[Saved entries]
————
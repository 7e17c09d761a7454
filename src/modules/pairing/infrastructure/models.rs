/// Diesel models for the card_pairs table
use crate::modules::pairing::domain::entities::CardPair;
use crate::modules::pairing::domain::value_objects::{PairStatus, PairingMethod};
use crate::schema::card_pairs;
use chrono::{DateTime, Utc};
use diesel::prelude::*;
use uuid::Uuid;

#[derive(Queryable, Selectable, Identifiable, Debug, Clone)]
#[diesel(table_name = card_pairs)]
pub struct CardPairModel {
    pub id: Uuid,
    pub profile_id: Uuid,
    pub batch_id: Uuid,
    pub front_upload_id: Uuid,
    pub back_upload_id: Option<Uuid>,
    pub status: PairStatus,
    pub method: PairingMethod,
    pub confidence: f32,
    pub created_at: DateTime<Utc>,
}

#[derive(Insertable, Debug, Clone)]
#[diesel(table_name = card_pairs)]
pub struct NewCardPair {
    pub id: Uuid,
    pub profile_id: Uuid,
    pub batch_id: Uuid,
    pub front_upload_id: Uuid,
    pub back_upload_id: Option<Uuid>,
    pub status: PairStatus,
    pub method: PairingMethod,
    pub confidence: f32,
}

impl CardPairModel {
    pub fn to_domain(self) -> CardPair {
        CardPair {
            id: self.id,
            profile_id: self.profile_id,
            batch_id: self.batch_id,
            front_upload_id: self.front_upload_id,
            back_upload_id: self.back_upload_id,
            status: self.status,
            method: self.method,
            confidence: self.confidence,
            created_at: self.created_at,
        }
    }
}

impl From<&CardPair> for NewCardPair {
    fn from(pair: &CardPair) -> Self {
        Self {
            id: pair.id,
            profile_id: pair.profile_id,
            batch_id: pair.batch_id,
            front_upload_id: pair.front_upload_id,
            back_upload_id: pair.back_upload_id,
            status: pair.status,
            method: pair.method,
            confidence: pair.confidence,
        }
    }
}
/// Job orchestrator: drives claimed jobs through their lifecycle
///
/// One pass claims a bounded batch of queued jobs atomically, dispatches
/// each to the pairing engine or the extraction worker in creation order,
/// writes the terminal state plus the derived batch status, and appends an
/// audit event. A failure in one job never touches its siblings; only an
/// unreachable queue aborts the pass itself.
use crate::modules::batches::domain::repository::BatchRepository;
use crate::modules::batches::domain::value_objects::BatchStatus;
use crate::modules::jobs::domain::entities::{JobOutcome, JobRecord, JobType};
use crate::modules::jobs::domain::repository::{JobEventRepository, JobRepository};
use crate::modules::jobs::domain::value_objects::EventLevel;
use crate::modules::pairing::application::engine::PairingEngine;
use crate::modules::extraction::application::worker::ExtractionWorker;
use crate::shared::errors::{AppError, AppResult};
use crate::{log_error, log_info, log_warn};
use serde::{Deserialize, Serialize};
use serde_json::json;
use std::sync::Arc;
use uuid::Uuid;

/// Upper bound of jobs claimed per pass
const CLAIM_BATCH_LIMIT: i64 = 10;

pub struct Orchestrator {
    jobs: Arc<dyn JobRepository>,
    events: Arc<dyn JobEventRepository>,
    batches: Arc<dyn BatchRepository>,
    pairing_engine: Arc<PairingEngine>,
    extraction_worker: Arc<ExtractionWorker>,
}

/// Outcome of a single job within a pass
#[derive(Debug, Clone, Serialize, Deserialize)]
pub struct JobResult {
    pub job_id: Uuid,
    pub job_type: String,
    pub success: bool,
    pub detail: String,
}

/// Outcome of one orchestration pass
#[derive(Debug, Clone, Default, Serialize, Deserialize)]
pub struct PassReport {
    pub processed: usize,
    pub results: Vec<JobResult>,
}

impl Orchestrator {
    pub fn new(
        jobs: Arc<dyn JobRepository>,
        events: Arc<dyn JobEventRepository>,
        batches: Arc<dyn BatchRepository>,
        pairing_engine: Arc<PairingEngine>,
        extraction_worker: Arc<ExtractionWorker>,
    ) -> Self {
        Self {
            jobs,
            events,
            batches,
            pairing_engine,
            extraction_worker,
        }
    }

    /// Run one orchestration pass
    ///
    /// The claim is the only fatal point: if the queue cannot be read the
    /// whole pass reports failure. Everything after is isolated per job.
    pub async fn process_queued_jobs(&self) -> AppResult<PassReport> {
        let claimed = self.jobs.claim_next_batch(CLAIM_BATCH_LIMIT).await?;

        if claimed.is_empty() {
            return Ok(PassReport::default());
        }

        log_info!("Orchestration pass claimed {} job(s)", claimed.len());

        let mut results = Vec::with_capacity(claimed.len());
        for job in &claimed {
            results.push(self.process_job(job).await);
        }

        Ok(PassReport {
            processed: results.len(),
            results,
        })
    }

    /// Drive one claimed job to a terminal state
    ///
    /// Nothing propagates past this boundary: any error becomes the job's
    /// `failed` state plus an error event, and the sibling jobs of the pass
    /// continue untouched.
    async fn process_job(&self, job: &JobRecord) -> JobResult {
        log_info!(
            "Processing job {} (type: {}, attempt {})",
            job.id,
            job.job_type,
            job.attempts
        );

        match self.run_job(job).await {
            Ok(detail) => {
                log_info!("Job {} completed: {}", job.id, detail);
                JobResult {
                    job_id: job.id,
                    job_type: job.job_type.clone(),
                    success: true,
                    detail,
                }
            }
            Err(e) => {
                let error = e.to_string();
                log_warn!("Job {} failed: {}", job.id, error);

                if let Err(persist_err) = self.jobs.mark_failed(job.id, &error).await {
                    log_error!("Failed to mark job {} failed: {}", job.id, persist_err);
                }
                if let Err(event_err) = self
                    .events
                    .append(job.id, EventLevel::Error, &error, None)
                    .await
                {
                    log_error!("Failed to append error event for job {}: {}", job.id, event_err);
                }

                JobResult {
                    job_id: job.id,
                    job_type: job.job_type.clone(),
                    success: false,
                    detail: error,
                }
            }
        }
    }

    async fn run_job(&self, job: &JobRecord) -> AppResult<String> {
        // Validate type and payload at the boundary: a malformed job fails
        // by itself, not the pass
        let job_type = job
            .parse_job_type()
            .map_err(AppError::ValidationError)?;
        let payload = job.parse_payload().map_err(|e| {
            AppError::ValidationError(format!("Invalid job payload: {}", e))
        })?;

        match job_type {
            JobType::Pairing => self.run_pairing(job, payload.batch_id).await,
            JobType::Ocr => self.run_extraction(job, payload.batch_id).await,
        }
    }

    async fn run_pairing(&self, job: &JobRecord, batch_id: Uuid) -> AppResult<String> {
        let report = self
            .pairing_engine
            .pair_batch(batch_id, job.profile_id)
            .await?;

        self.jobs
            .mark_completed(job.id, &JobOutcome::Pairing(report.clone()))
            .await?;

        // The job is terminal from here on; projection failures are logged
        // but can no longer change its state
        let batch_status = if report.has_orphans() {
            BatchStatus::NeedsPairing
        } else {
            BatchStatus::Paired
        };
        if let Err(e) = self.batches.update_status(batch_id, batch_status).await {
            log_error!("Failed to update batch {} status: {}", batch_id, e);
        }

        let message = format!(
            "Pairing complete: {} pairs created, {} orphaned, {} errors",
            report.pairs_created,
            report.orphaned_upload_ids.len(),
            report.errors.len()
        );
        if let Err(e) = self
            .events
            .append(
                job.id,
                EventLevel::Info,
                &message,
                Some(json!({
                    "pairs_created": report.pairs_created,
                    "orphaned": report.orphaned_upload_ids.len(),
                    "errors": report.errors.len(),
                })),
            )
            .await
        {
            log_error!("Failed to append event for job {}: {}", job.id, e);
        }

        Ok(message)
    }

    async fn run_extraction(&self, job: &JobRecord, batch_id: Uuid) -> AppResult<String> {
        let report = self
            .extraction_worker
            .process_batch_extraction(batch_id, job.profile_id)
            .await?;

        if !report.success {
            // Every attempted pair failed: surface it as a job failure and
            // project the batch as failed
            if let Err(e) = self
                .batches
                .update_status(batch_id, BatchStatus::Failed)
                .await
            {
                log_error!("Failed to update batch {} status: {}", batch_id, e);
            }
            return Err(AppError::ExternalServiceError(format!(
                "Extraction failed for batch {}: {}",
                batch_id,
                report.errors.join("; ")
            )));
        }

        self.jobs
            .mark_completed(job.id, &JobOutcome::Extraction(report.clone()))
            .await?;

        if let Err(e) = self
            .batches
            .update_status(batch_id, BatchStatus::OcrComplete)
            .await
        {
            log_error!("Failed to update batch {} status: {}", batch_id, e);
        }
        let progress = if report.cards_processed == 0 {
            100
        } else {
            (report.cards_created * 100 / report.cards_processed) as i32
        };
        if let Err(e) = self.batches.update_progress(batch_id, progress).await {
            log_error!("Failed to update batch {} progress: {}", batch_id, e);
        }

        let message = format!(
            "Extraction complete: {}/{} cards created, {} errors",
            report.cards_created,
            report.cards_processed,
            report.errors.len()
        );
        if let Err(e) = self
            .events
            .append(
                job.id,
                EventLevel::Info,
                &message,
                Some(json!({
                    "cards_processed": report.cards_processed,
                    "cards_created": report.cards_created,
                    "errors": report.errors.len(),
                })),
            )
            .await
        {
            log_error!("Failed to append event for job {}: {}", job.id, e);
        }

        Ok(message)
    }
}
/// Upload intake module
///
/// Accepts the image files of a scanning session, persists them as uploads
/// and enqueues the pairing job for the batch. Upload rows are mutated only
/// by the pairing engine and manual pairing; the extraction worker never
/// touches them.
pub mod application;
pub mod domain;
pub mod infrastructure;

// Re-exports for easy access
pub use application::intake_service::{IntakeResult, IntakeService, NewUploadFile};
pub use domain::{
    entities::Upload,
    repository::UploadRepository,
    value_objects::UploadStatus,
};
pub use infrastructure::UploadRepositoryImpl;
pub mod entities;
pub mod repository;
pub mod value_objects;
————
* [Exercise instructions]:
Restate verbatim all lines from the start of the data through the line containing "use crate::schema::card_pairs;", with both ends kept.

* [Final answer]:
repository 7e17c09d761a7454
filename src/modules/pairing/infrastructure/models.rs
/// Diesel models for the card_pairs table
use crate::modules::pairing::domain::entities::CardPair;
use crate::modules::pairing::domain::value_objects::{PairStatus, PairingMethod};
use crate::schema::card_pairs;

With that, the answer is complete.